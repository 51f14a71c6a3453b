//! # Bill Items Codec
//!
//! The `items` field of bills and orders has carried three shapes over time.
//! They are told apart exactly once, in [`BillItems::decode`], and everything
//! downstream works on the tagged value.
//!
//! ## Wire Shapes
//! ```text
//! ┌─────────────────────────────────────────────────────────────────────────┐
//! │  items string                              BillItems variant            │
//! │  ─────────────────────────────────────     ──────────────────────────   │
//! │  [{"name":"Milk","qty":2,"price":30}]  ──► Json(lines)    orders, new   │
//! │  "8901 x2, 8902 x1"                    ──► LegacyCsv      counter bills │
//! │  "Monthly Savings Deposit"             ──► Manual(text)   ledger entries│
//! └─────────────────────────────────────────────────────────────────────────┘
//! ```
//!
//! ## Receipt Rendering
//! Legacy entries only carry a barcode, so name and price come from the
//! catalogue. A lone row with no price (a manual entry) takes its price from
//! the bill amount.

use std::collections::HashMap;

use serde::{Deserialize, Serialize};
use serde_json::Value;
use ts_rs::TS;

use crate::cart::CartLine;
use crate::money::Money;
use crate::types::Product;

/// Separator between a barcode and its quantity in legacy item strings.
const LEGACY_QTY_MARKER: &str = " x";

const LEGACY_ITEM_SEPARATOR: char = ',';

// =============================================================================
// Item Line (JSON shape)
// =============================================================================

/// One line of a JSON item list.
#[derive(Debug, Clone, PartialEq, Serialize, Deserialize, TS)]
#[ts(export)]
#[serde(rename_all = "camelCase")]
pub struct ItemLine {
    #[serde(default, skip_serializing_if = "Option::is_none")]
    pub barcode: Option<String>,
    pub name: String,
    pub qty: u32,
    pub price: Money,
    /// price × qty
    #[serde(rename = "total")]
    pub line_total: Money,
    #[serde(default, skip_serializing_if = "Option::is_none")]
    pub image_url: Option<String>,
}

impl ItemLine {
    /// Builds an order line from a cart line.
    pub fn from_cart_line(line: &CartLine) -> Self {
        ItemLine {
            barcode: Some(line.barcode.clone()).filter(|b| !b.is_empty()),
            name: line.name.clone(),
            qty: line.quantity,
            price: line.unit_price,
            line_total: line.line_total(),
            image_url: line.image_url.clone(),
        }
    }

    /// Lenient read of one element: missing name falls back to barcode then
    /// "Item", missing or zero qty to 1, missing price to 0.
    fn from_value(value: &Value) -> ItemLine {
        let barcode = value
            .get("barcode")
            .and_then(value_as_string)
            .filter(|b| !b.is_empty());
        let name = value
            .get("name")
            .and_then(value_as_string)
            .filter(|n| !n.is_empty())
            .or_else(|| barcode.clone())
            .unwrap_or_else(|| "Item".to_string());
        let qty = value
            .get("qty")
            .and_then(value_as_u32)
            .filter(|q| *q > 0)
            .unwrap_or(1);
        let price = value.get("price").and_then(value_as_money).unwrap_or_default();
        let line_total = value
            .get("total")
            .and_then(value_as_money)
            .unwrap_or(price * qty);

        ItemLine {
            barcode,
            name,
            qty,
            price,
            line_total,
            image_url: value.get("imageUrl").and_then(value_as_string),
        }
    }
}

fn value_as_string(v: &Value) -> Option<String> {
    match v {
        Value::String(s) => Some(s.clone()),
        Value::Number(n) => Some(n.to_string()),
        _ => None,
    }
}

fn value_as_u32(v: &Value) -> Option<u32> {
    match v {
        Value::Number(n) => n
            .as_u64()
            .or_else(|| n.as_f64().filter(|f| *f >= 0.0).map(|f| f as u64))
            .and_then(|q| u32::try_from(q).ok()),
        Value::String(s) => s.trim().parse().ok(),
        _ => None,
    }
}

fn value_as_money(v: &Value) -> Option<Money> {
    match v {
        Value::Number(n) => n.to_string().parse().ok(),
        Value::String(s) => s.parse().ok(),
        _ => None,
    }
}

// =============================================================================
// Legacy Entry
// =============================================================================

/// One `barcode xQty` entry of a legacy item string.
#[derive(Debug, Clone, PartialEq, Eq)]
pub struct LegacyEntry {
    pub barcode: String,
    pub qty: u32,
}

impl LegacyEntry {
    /// Parses `"8901 x2"`. A missing or unreadable quantity means 1.
    fn parse(entry: &str) -> LegacyEntry {
        match entry.split_once(LEGACY_QTY_MARKER) {
            Some((barcode, qty)) => LegacyEntry {
                barcode: barcode.trim().to_string(),
                qty: qty.trim().parse().unwrap_or(1),
            },
            None => LegacyEntry {
                barcode: entry.trim().to_string(),
                qty: 1,
            },
        }
    }
}

// =============================================================================
// BillItems
// =============================================================================

/// Decoded `items` value.
#[derive(Debug, Clone, PartialEq)]
pub enum BillItems {
    Json(Vec<ItemLine>),
    LegacyCsv(Vec<LegacyEntry>),
    /// Free text with no quantity markers; empty when the bill has no items.
    Manual(String),
}

impl BillItems {
    /// Classifies and parses a raw `items` value.
    ///
    /// - a JSON array ⇒ `Json`
    /// - a comma-separated list, or a single entry containing ` x` ⇒ `LegacyCsv`
    /// - single free text ⇒ `Manual`
    pub fn decode(raw: Option<&str>) -> BillItems {
        let raw = raw.unwrap_or("").trim();
        if raw.is_empty() {
            return BillItems::Manual(String::new());
        }

        if raw.starts_with('[') {
            if let Ok(Value::Array(values)) = serde_json::from_str::<Value>(raw) {
                return BillItems::Json(values.iter().map(ItemLine::from_value).collect());
            }
        }

        if raw.contains(LEGACY_ITEM_SEPARATOR) || raw.contains(LEGACY_QTY_MARKER) {
            let entries = raw
                .split(LEGACY_ITEM_SEPARATOR)
                .map(str::trim)
                .filter(|e| !e.is_empty())
                .map(LegacyEntry::parse)
                .collect();
            return BillItems::LegacyCsv(entries);
        }

        BillItems::Manual(raw.to_string())
    }

    /// Re-encodes to the wire form of the same variant.
    pub fn encode(&self) -> String {
        match self {
            BillItems::Json(lines) => encode_json_items(lines),
            BillItems::LegacyCsv(entries) => entries
                .iter()
                .map(|e| format!("{}{}{}", e.barcode, LEGACY_QTY_MARKER, e.qty))
                .collect::<Vec<_>>()
                .join(", "),
            BillItems::Manual(text) => text.clone(),
        }
    }

    /// Rows for a printed receipt.
    pub fn receipt_rows(&self, catalog: &[Product], bill_amount: Money) -> Vec<ReceiptRow> {
        let by_barcode = index_catalog(catalog);

        let mut rows: Vec<ReceiptRow> = match self {
            BillItems::Json(lines) => lines
                .iter()
                .map(|l| ReceiptRow::new(l.name.clone(), l.qty, l.price))
                .collect(),
            BillItems::LegacyCsv(entries) => entries
                .iter()
                .map(|e| match by_barcode.get(e.barcode.as_str()) {
                    Some(p) => ReceiptRow::new(p.name.clone(), e.qty, p.price),
                    None => ReceiptRow::new(e.barcode.clone(), e.qty, Money::zero()),
                })
                .collect(),
            BillItems::Manual(text) if text.is_empty() => Vec::new(),
            BillItems::Manual(text) => match by_barcode.get(text.as_str()) {
                Some(p) => vec![ReceiptRow::new(p.name.clone(), 1, p.price)],
                None => vec![ReceiptRow::new(text.clone(), 1, Money::zero())],
            },
        };

        if let [only] = rows.as_mut_slice() {
            if only.unit_price.is_zero() && bill_amount.is_positive() {
                if let Some(unit) = bill_amount.divide(only.qty) {
                    only.unit_price = unit;
                    only.amount = unit * only.qty;
                }
            }
        }

        rows
    }

    /// One-line description for ledger lists: `"Amul Milk x2, Bread x1"`.
    pub fn summary(&self, catalog: &[Product]) -> String {
        let by_barcode = index_catalog(catalog);
        match self {
            BillItems::Json(lines) => lines
                .iter()
                .map(|l| format!("{}{}{}", l.name, LEGACY_QTY_MARKER, l.qty))
                .collect::<Vec<_>>()
                .join(", "),
            BillItems::LegacyCsv(entries) => entries
                .iter()
                .map(|e| {
                    let name = by_barcode
                        .get(e.barcode.as_str())
                        .map_or(e.barcode.as_str(), |p| p.name.as_str());
                    format!("{}{}{}", name, LEGACY_QTY_MARKER, e.qty)
                })
                .collect::<Vec<_>>()
                .join(", "),
            BillItems::Manual(text) => by_barcode
                .get(text.as_str())
                .map_or_else(|| text.clone(), |p| p.name.clone()),
        }
    }

    pub fn is_empty(&self) -> bool {
        match self {
            BillItems::Json(lines) => lines.is_empty(),
            BillItems::LegacyCsv(entries) => entries.is_empty(),
            BillItems::Manual(text) => text.is_empty(),
        }
    }
}

fn index_catalog(catalog: &[Product]) -> HashMap<&str, &Product> {
    catalog
        .iter()
        .filter(|p| !p.barcode.is_empty())
        .map(|p| (p.barcode.as_str(), p))
        .collect()
}

// =============================================================================
// Encoders
// =============================================================================

/// `"8901 x2, 8902 x1"` for counter bills.
pub fn encode_legacy_items(lines: &[CartLine]) -> String {
    lines
        .iter()
        .map(|l| format!("{}{}{}", l.barcode, LEGACY_QTY_MARKER, l.quantity))
        .collect::<Vec<_>>()
        .join(", ")
}

/// JSON array string for orders.
pub fn encode_json_items(lines: &[ItemLine]) -> String {
    // Serializing plain structs of strings and numbers cannot fail.
    serde_json::to_string(lines).unwrap_or_else(|_| "[]".to_string())
}

// =============================================================================
// Receipt Row
// =============================================================================

#[derive(Debug, Clone, PartialEq, Serialize, Deserialize, TS)]
#[ts(export)]
#[serde(rename_all = "camelCase")]
pub struct ReceiptRow {
    pub name: String,
    pub qty: u32,
    pub unit_price: Money,
    pub amount: Money,
}

impl ReceiptRow {
    fn new(name: String, qty: u32, unit_price: Money) -> Self {
        ReceiptRow {
            name,
            qty,
            unit_price,
            amount: unit_price * qty,
        }
    }
}

// =============================================================================
// Unit Tests
// =============================================================================
//! # Customers API

use tracing::info;

use khatha_core::validation::{validate_email, validate_name, validate_phone};
use khatha_core::{Customer, NewCustomer, SchemeUpdate};

use crate::error::ClientResult;
use crate::http::HttpClient;

pub struct CustomersApi<'a> {
    http: &'a HttpClient,
}

impl<'a> CustomersApi<'a> {
    pub(crate) fn new(http: &'a HttpClient) -> Self {
        CustomersApi { http }
    }

    /// `GET /customers` for the current shop.
    pub async fn list(&self) -> ClientResult<Vec<Customer>> {
        self.http.require_retailer()?;
        self.http.get("/customers", &[]).await
    }

    /// `GET /customers/{id}`.
    pub async fn get(&self, customer_id: i64) -> ClientResult<Customer> {
        self.http.get(&format!("/customers/{}", customer_id), &[]).await
    }

    /// `POST /customers`. Name and phone are checked first; the phone is
    /// sent as its bare ten digits.
    pub async fn create(&self, customer: &NewCustomer) -> ClientResult<Customer> {
        self.http.require_retailer()?;
        validate_name("name", &customer.name)?;
        let phone = validate_phone(&customer.phone)?;
        let email = match customer.email.as_deref().map(str::trim) {
            Some(e) if !e.is_empty() => {
                validate_email(e)?;
                Some(e.to_string())
            }
            _ => None,
        };

        let body = NewCustomer {
            name: customer.name.trim().to_string(),
            phone,
            email,
        };
        let created: Customer = self.http.post("/customers", &[], &body).await?;
        info!(customer_id = created.id, "Customer created");
        Ok(created)
    }

    /// `PUT /customers/{id}/email?email=`.
    pub async fn update_email(&self, customer_id: i64, email: &str) -> ClientResult<()> {
        validate_email(email)?;
        let builder = self
            .http
            .request(reqwest::Method::PUT, &format!("/customers/{}/email", customer_id))?
            .query(&[("email", email.trim())]);
        self.http.send_text(builder).await.map(|_| ())
    }

    /// `PUT /customers/{id}/scheme`.
    pub async fn update_scheme(&self, customer_id: i64, scheme: &SchemeUpdate) -> ClientResult<Customer> {
        self.http
            .put(&format!("/customers/{}/scheme", customer_id), &[], scheme)
            .await
    }

    /// `DELETE /customers/{id}`.
    pub async fn delete(&self, customer_id: i64) -> ClientResult<()> {
        self.http.require_retailer()?;
        self.http.delete(&format!("/customers/{}", customer_id), &[]).await?;
        info!(customer_id, "Customer deleted");
        Ok(())
    }
}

Required action:
Tally every line of the data that holds the word "values" and write the count alone.

Response:
2